§ EXERCISE
When you reach the entries, transcribe each one exactly.

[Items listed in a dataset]
• • • •

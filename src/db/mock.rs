//! Mock database clients for testing.
//!
//! Provide canned results without a database server. Both clients expose a
//! shared flag so tests can check that the pipeline released the session.

use super::{DatabaseClient, QueryResult};
use crate::error::{ExtractError, Result};
use async_trait::async_trait;
use std::sync::atomic::{AtomicBool, Ordering};
use std::sync::Arc;
use std::time::Duration;

/// A mock database client that returns a predefined result for any query.
#[derive(Debug, Default)]
pub struct MockDatabaseClient {
    result: QueryResult,
    closed: Arc<AtomicBool>,
    queries: Vec<String>,
}

impl MockDatabaseClient {
    /// Creates a mock client whose every query returns `result`.
    pub fn new(result: QueryResult) -> Self {
        Self {
            result,
            closed: Arc::new(AtomicBool::new(false)),
            queries: Vec::new(),
        }
    }

    /// Returns a handle that turns true once the client is closed.
    pub fn closed_flag(&self) -> Arc<AtomicBool> {
        Arc::clone(&self.closed)
    }

    /// Returns the SQL text of every query executed so far.
    pub fn queries(&self) -> &[String] {
        &self.queries
    }
}

#[async_trait]
impl DatabaseClient for MockDatabaseClient {
    async fn execute_query(&mut self, sql: &str) -> Result<QueryResult> {
        if self.closed.load(Ordering::SeqCst) {
            return Err(ExtractError::connection("Connection is already closed"));
        }
        self.queries.push(sql.to_string());

        Ok(self
            .result
            .clone()
            .with_execution_time(Duration::from_millis(1)))
    }

    async fn close(&mut self) -> Result<()> {
        self.closed.store(true, Ordering::SeqCst);
        Ok(())
    }
}

/// A mock client whose queries always fail with a query error.
#[derive(Debug)]
pub struct FailingDatabaseClient {
    message: String,
    closed: Arc<AtomicBool>,
}

impl FailingDatabaseClient {
    /// Creates a client that fails every query with `message`.
    pub fn new(message: impl Into<String>) -> Self {
        Self {
            message: message.into(),
            closed: Arc::new(AtomicBool::new(false)),
        }
    }

    /// Returns a handle that turns true once the client is closed.
    pub fn closed_flag(&self) -> Arc<AtomicBool> {
        Arc::clone(&self.closed)
    }
}

#[async_trait]
impl DatabaseClient for FailingDatabaseClient {
    async fn execute_query(&mut self, _sql: &str) -> Result<QueryResult> {
        Err(ExtractError::query(self.message.clone()))
    }

    async fn close(&mut self) -> Result<()> {
        self.closed.store(true, Ordering::SeqCst);
        Ok(())
    }
}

• • • •

§ TASK OUTPUT
filename src/db/mock.rs
//! Mock database clients for testing.
//!
//! Provide canned results without a database server. Both clients expose a
//! shared flag so tests can check that the pipeline released the session.

use super::{DatabaseClient, QueryResult};
use crate::error::{ExtractError, Result};
use async_trait::async_trait;
use std::sync::atomic::{AtomicBool, Ordering};
use std::sync::Arc;
use std::time::Duration;

/// A mock database client that returns a predefined result for any query.
#[derive(Debug, Default)]
pub struct MockDatabaseClient {
    result: QueryResult,
    closed: Arc<AtomicBool>,
    queries: Vec<String>,
}

impl MockDatabaseClient {
    /// Creates a mock client whose every query returns `result`.
    pub fn new(result: QueryResult) -> Self {
        Self {
            result,
            closed: Arc::new(AtomicBool::new(false)),
            queries: Vec::new(),
        }
    }

    /// Returns a handle that turns true once the client is closed.
    pub fn closed_flag(&self) -> Arc<AtomicBool> {
        Arc::clone(&self.closed)
    }

    /// Returns the SQL text of every query executed so far.
    pub fn queries(&self) -> &[String] {
        &self.queries
    }
}

#[async_trait]
impl DatabaseClient for MockDatabaseClient {
    async fn execute_query(&mut self, sql: &str) -> Result<QueryResult> {
        if self.closed.load(Ordering::SeqCst) {
            return Err(ExtractError::connection("Connection is already closed"));
        }
        self.queries.push(sql.to_string());

        Ok(self
            .result
            .clone()
            .with_execution_time(Duration::from_millis(1)))
    }

    async fn close(&mut self) -> Result<()> {
        self.closed.store(true, Ordering::SeqCst);
        Ok(())
    }
}

/// A mock client whose queries always fail with a query error.
#[derive(Debug)]
pub struct FailingDatabaseClient {
    message: String,
    closed: Arc<AtomicBool>,
}

impl FailingDatabaseClient {
    /// Creates a client that fails every query with `message`.
    pub fn new(message: impl Into<String>) -> Self {
        Self {
            message: message.into(),
            closed: Arc::new(AtomicBool::new(false)),
        }
    }

    /// Returns a handle that turns true once the client is closed.
    pub fn closed_flag(&self) -> Arc<AtomicBool> {
        Arc::clone(&self.closed)
    }
}

#[async_trait]
impl DatabaseClient for FailingDatabaseClient {
    async fn execute_query(&mut self, _sql: &str) -> Result<QueryResult> {
        Err(ExtractError::query(self.message.clone()))
    }

    async fn close(&mut self) -> Result<()> {
        self.closed.store(true, Ordering::SeqCst);
        Ok(())
    }
}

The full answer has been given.